Take care my friends

Meditation and Relaxation Course
With Maggi Nimmo
Time: Wednesday 16th June, 7:00 to 8:15pm
Limited to 5 people.
Duration: 4 weeks
Venue:  Balmain
Cost: $100.00
Contact: 0403095779



Chemistry of Addiction or Enlightment

The treatments I have received and the daily observances I practice  are deep and subtle. I am really calm now and have got a handle or at least a start to becoming free in a way I really never imagined possible.

I had a stomach ailment but a homoeopathic remedy and rest sent it packing. I was left weak and tired. Some people confronted me with their old behaviour and I couldn’t even conceive of the possibility of responding to them as I have in the past. I am different, the inner quiet and calmnesss is deeper and informs  my responses.

The chemistry and structure of enlightenment and what constitutes enlightened behaviourhas always intrigued me. There is a structure in the central brain that can atrophy a kinda reward centre the Septum Pellucidum (SP) when activated it can heal pain, depression, anxiety and gives a sense of peace and joy.

The parietal lobes cause you to create associations in space, the orientation association area, they allow you to navigate between objects, they create a sense of self and other.

When this separation-orientation system is overactive the Amygdala-Hippocampus (A-H), a system in the central brain designed to assign a sense of importance or meaning to experiences, creates the reality in you that puts a very high importance or value on separation and this can lead to a distinct sense of a separate self and/0r absolute existential crisis.

The frontal lobes are associated with individual will and are the arousal system of your brain. This system is activated by dopamine. If this area is under active then you prevent yourself from arousing the quiescence system or full experience of now. This can lead to an overwhelming biological urge to choose to resist change, biological urges being greater than conscious intentions. If this system is active the A-H assigns importance or meaning to the activation of choice and enchantment.

This naturally flows on to the SP and varying degrees of a non separation or enlightenment experience. Lack of dopamine will increase a persons urge to maintain a sense of separate self will. Boredom is the result of under active frontal lobes.

If the parietal lobes are over active the SP is chronically under active. The SP can shrink, which makes joy less and less available. Once it has shrunk only extreme stimulation can produce joy. This is the biological basis of addiction.

These insights are complex and hard to put into simple terms. Old patterns change and addictions, all expressions, habits, obsessions, substances etc. become less important.

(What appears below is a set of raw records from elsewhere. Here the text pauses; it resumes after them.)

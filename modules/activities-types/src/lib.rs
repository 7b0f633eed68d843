//! Shared types for the activities service and its HTTP clients.

use indexmap::IndexMap;
use serde::de::{self, Deserializer};
use serde::{Deserialize, Serialize};
use serde_json::{Map, Value};

// =====================================================
// Domain Types
// =====================================================

/// A named extracurricular offering. The name is the key it is stored under.
///
/// Every field defaults when missing so that records written by older
/// versions of the service still load.
#[derive(Debug, Clone, Default, PartialEq, Eq, Serialize, Deserialize)]
pub struct Activity {
    #[serde(default)]
    pub description: String,
    #[serde(default)]
    pub schedule: String,
    /// Advisory capacity. Never checked against `participants`.
    #[serde(default)]
    pub max_participants: u32,
    #[serde(default)]
    pub participants: Vec<String>,
    #[serde(default)]
    pub poster: Option<String>,
    #[serde(default)]
    pub draft: bool,
    /// Keys this version does not know about, written back untouched.
    #[serde(flatten)]
    pub extra: Map<String, Value>,
}

impl Activity {
    pub fn is_published(&self) -> bool {
        !self.draft
    }

    pub fn has_participant(&self, email: &str) -> bool {
        self.participants.iter().any(|p| p == email)
    }
}

/// Activities keyed by name, in creation order.
pub type ActivityMap = IndexMap<String, Activity>;

// =====================================================
// Request Types
// =====================================================

/// Writable activity fields. `None` means the field was not supplied.
///
/// Only a JSON object is accepted; arrays are not read positionally.
#[derive(Debug, Default, Deserialize)]
#[serde(try_from = "Map<String, Value>")]
pub struct ActivityFields {
    pub description: Option<String>,
    pub schedule: Option<String>,
    pub max_participants: Option<u32>,
    /// Only honoured on create.
    pub participants: Option<Vec<String>>,
    /// `Some(None)` clears the poster.
    pub poster: Option<Option<String>>,
    pub draft: Option<bool>,
}

#[derive(Deserialize)]
struct FieldsObject {
    #[serde(default)]
    description: Option<String>,
    #[serde(default)]
    schedule: Option<String>,
    #[serde(default, deserialize_with = "capacity")]
    max_participants: Option<u32>,
    #[serde(default)]
    participants: Option<Vec<String>>,
    #[serde(default, deserialize_with = "present")]
    poster: Option<Option<String>>,
    #[serde(default, deserialize_with = "truthy")]
    draft: Option<bool>,
}

impl TryFrom<Map<String, Value>> for ActivityFields {
    type Error = serde_json::Error;

    fn try_from(object: Map<String, Value>) -> Result<Self, Self::Error> {
        let f: FieldsObject = serde_json::from_value(Value::Object(object))?;
        Ok(Self {
            description: f.description,
            schedule: f.schedule,
            max_participants: f.max_participants,
            participants: f.participants,
            poster: f.poster,
            draft: f.draft,
        })
    }
}

#[derive(Debug, Default, Deserialize)]
pub struct CreateActivityRequest {
    #[serde(default)]
    pub name: Option<String>,
    #[serde(flatten)]
    pub fields: ActivityFields,
}

#[derive(Debug, Default, Deserialize)]
pub struct ListActivitiesQuery {
    #[serde(default, deserialize_with = "query_flag")]
    pub published_only: Option<bool>,
}

#[derive(Debug, Default, Deserialize)]
pub struct ParticipantQuery {
    #[serde(default)]
    pub email: Option<String>,
}

// =====================================================
// Response Types
// =====================================================

#[derive(Debug, Serialize, Deserialize)]
pub struct MessageResponse {
    pub message: String,
}

#[derive(Debug, Serialize, Deserialize)]
pub struct ActivityResponse {
    pub message: String,
    pub activity: Activity,
}

#[derive(Debug, Serialize, Deserialize)]
pub struct ErrorResponse {
    pub detail: String,
}

impl ErrorResponse {
    pub fn new(detail: impl Into<String>) -> Self {
        Self {
            detail: detail.into(),
        }
    }
}

// =====================================================
// Field Coercion
// =====================================================

pub const INVALID_CAPACITY: &str = "Invalid 'max_participants' value";

fn present<'de, D, T>(deserializer: D) -> Result<Option<T>, D::Error>
where
    D: Deserializer<'de>,
    T: Deserialize<'de>,
{
    T::deserialize(deserializer).map(Some)
}

/// Accepts integers, floats (truncated), booleans and integer strings.
fn capacity<'de, D>(deserializer: D) -> Result<Option<u32>, D::Error>
where
    D: Deserializer<'de>,
{
    let value = Value::deserialize(deserializer)?;
    coerce_capacity(&value)
        .map(Some)
        .ok_or_else(|| de::Error::custom(INVALID_CAPACITY))
}

pub fn coerce_capacity(value: &Value) -> Option<u32> {
    let n = match value {
        Value::Number(n) => match n.as_i64() {
            Some(i) => i,
            None => {
                let f = n.as_f64()?.trunc();
                if !f.is_finite() || f < i64::MIN as f64 || f > i64::MAX as f64 {
                    return None;
                }
                f as i64
            }
        },
        Value::Bool(b) => i64::from(*b),
        Value::String(s) => s.trim().parse::<i64>().ok()?,
        _ => return None,
    };
    u32::try_from(n).ok()
}

fn truthy<'de, D>(deserializer: D) -> Result<Option<bool>, D::Error>
where
    D: Deserializer<'de>,
{
    Value::deserialize(deserializer).map(|v| Some(is_truthy(&v)))
}

/// Empty, zero and null values are false; everything else is true.
pub fn is_truthy(value: &Value) -> bool {
    match value {
        Value::Null => false,
        Value::Bool(b) => *b,
        Value::Number(n) => n.as_f64().is_some_and(|f| f != 0.0),
        Value::String(s) => !s.is_empty(),
        Value::Array(a) => !a.is_empty(),
        Value::Object(o) => !o.is_empty(),
    }
}

fn query_flag<'de, D>(deserializer: D) -> Result<Option<bool>, D::Error>
where
    D: Deserializer<'de>,
{
    let raw = String::deserialize(deserializer)?;
    parse_flag(&raw)
        .map(Some)
        .ok_or_else(|| de::Error::custom(format!("'{raw}' is not a valid boolean")))
}

pub fn parse_flag(raw: &str) -> Option<bool> {
    match raw.trim().to_ascii_lowercase().as_str() {
        "1" | "true" | "t" | "yes" | "y" | "on" => Some(true),
        "0" | "false" | "f" | "no" | "n" | "off" => Some(false),
        _ => None,
    }
}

I’ve been studying addiction and the mental processes associated with it.  It’s a minefield. The ability to absorb experience and information on a real level and remain in a state of equilibrium is difficult.

I have discovered a huge range of sub personalities in everyone some opposing each other. The one discovery I have made is that there is no self only a temporary state of balance, that passes for self, maybe that is self.

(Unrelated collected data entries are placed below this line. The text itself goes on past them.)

//! Axum route handlers for the activities HTTP API.

use crate::error::StoreError;
use crate::store::ActivityStore;
use activities_types::*;
use axum::extract::rejection::{JsonRejection, QueryRejection};
use axum::extract::{Path, Query, State};
use axum::http::{header, StatusCode};
use axum::response::{IntoResponse, Json};
use axum::routing::{delete, get, post};
use axum::Router;
use std::path::Path as FsPath;
use std::sync::Arc;
use tower_http::cors::CorsLayer;
use tower_http::services::ServeDir;

pub const INDEX_PATH: &str = "/static/index.html";

pub struct AppState {
    pub store: Arc<ActivityStore>,
}

pub fn router(state: Arc<AppState>, static_dir: &FsPath) -> Router {
    Router::new()
        .route("/", get(root))
        .route("/activities", get(list_activities).post(create_activity))
        .route("/activities/all", get(list_all_activities))
        .route(
            "/activities/:name",
            get(get_activity).put(update_activity).delete(delete_activity),
        )
        .route("/activities/:name/publish", post(publish_activity))
        .route("/activities/:name/unpublish", post(unpublish_activity))
        .route("/activities/:name/signup", post(signup))
        .route("/activities/:name/unregister", delete(unregister))
        .nest_service("/static", ServeDir::new(static_dir))
        .with_state(state)
        .layer(CorsLayer::permissive())
}

/// `?email=` with no value counts as missing.
fn required_email(query: Result<Query<ParticipantQuery>, QueryRejection>) -> Result<String, StoreError> {
    let Query(query) = query?;
    query
        .email
        .filter(|e| !e.is_empty())
        .ok_or_else(|| StoreError::BadRequest("Missing 'email' query parameter".to_string()))
}

// GET /
pub async fn root() -> impl IntoResponse {
    (StatusCode::FOUND, [(header::LOCATION, INDEX_PATH)])
}

// GET /activities?published_only=bool
pub async fn list_activities(
    State(state): State<Arc<AppState>>,
    query: Result<Query<ListActivitiesQuery>, QueryRejection>,
) -> Result<Json<ActivityMap>, StoreError> {
    let Query(query) = query?;
    let published_only = query.published_only.unwrap_or(true);
    Ok(Json(state.store.list(published_only)))
}

// GET /activities/all
pub async fn list_all_activities(State(state): State<Arc<AppState>>) -> Json<ActivityMap> {
    Json(state.store.list_all())
}

// POST /activities
pub async fn create_activity(
    State(state): State<Arc<AppState>>,
    payload: Result<Json<CreateActivityRequest>, JsonRejection>,
) -> Result<Json<ActivityResponse>, StoreError> {
    let Json(req) = payload?;
    let name = req.name.unwrap_or_default();
    let activity = state.store.create(&name, req.fields)?;
    Ok(Json(ActivityResponse {
        message: format!("Created activity '{}'", name),
        activity,
    }))
}

// GET /activities/{name}
pub async fn get_activity(
    State(state): State<Arc<AppState>>,
    Path(name): Path<String>,
) -> Result<Json<Activity>, StoreError> {
    Ok(Json(state.store.get(&name)?))
}

// PUT /activities/{name}
pub async fn update_activity(
    State(state): State<Arc<AppState>>,
    Path(name): Path<String>,
    payload: Result<Json<ActivityFields>, JsonRejection>,
) -> Result<Json<ActivityResponse>, StoreError> {
    let Json(fields) = payload?;
    let activity = state.store.update(&name, fields)?;
    Ok(Json(ActivityResponse {
        message: format!("Updated activity '{}'", name),
        activity,
    }))
}

// DELETE /activities/{name}
pub async fn delete_activity(
    State(state): State<Arc<AppState>>,
    Path(name): Path<String>,
) -> Result<Json<ActivityResponse>, StoreError> {
    let activity = state.store.delete(&name)?;
    Ok(Json(ActivityResponse {
        message: format!("Deleted activity '{}'", name),
        activity,
    }))
}

// POST /activities/{name}/publish
pub async fn publish_activity(
    State(state): State<Arc<AppState>>,
    Path(name): Path<String>,
) -> Result<Json<MessageResponse>, StoreError> {
    state.store.publish(&name)?;
    Ok(Json(MessageResponse {
        message: format!("Published activity '{}'", name),
    }))
}

// POST /activities/{name}/unpublish
pub async fn unpublish_activity(
    State(state): State<Arc<AppState>>,
    Path(name): Path<String>,
) -> Result<Json<MessageResponse>, StoreError> {
    state.store.unpublish(&name)?;
    Ok(Json(MessageResponse {
        message: format!("Unpublished activity '{}'", name),
    }))
}

// POST /activities/{name}/signup?email=...
pub async fn signup(
    State(state): State<Arc<AppState>>,
    Path(name): Path<String>,
    query: Result<Query<ParticipantQuery>, QueryRejection>,
) -> Result<Json<MessageResponse>, StoreError> {
    let email = required_email(query)?;
    state.store.signup(&name, &email)?;
    Ok(Json(MessageResponse {
        message: format!("Signed up {} for {}", email, name),
    }))
}

// DELETE /activities/{name}/unregister?email=...
pub async fn unregister(
    State(state): State<Arc<AppState>>,
    Path(name): Path<String>,
    query: Result<Query<ParticipantQuery>, QueryRejection>,
) -> Result<Json<MessageResponse>, StoreError> {
    let email = required_email(query)?;
    state.store.unregister(&name, &email)?;
    Ok(Json(MessageResponse {
        message: format!("Unregistered {} from {}", email, name),
    }))
}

That state of equilibrium is mighty hard to maintain if you use any substance. Though when you do use it can shut off the fast speed of my brain and slow down the really fast micro operations of consciousness. The reason this feels good is that your brain is vulnerable, unbalanced and consciousness exposed to vacillations and inner oppositions and these operations (sensations, impressions, inner experiences) are transformed specifically into sensations rather than thoughts.

Sensations are easier to experience than thoughts and they can be seductive to say the least but thoughts are more seductive, at least for me. I have exposed in me a state of mind where the structure of my brain and the structure of thoughts are similar. They feed each other and create at times cascades of almost irresistible impulses. The interface world of me.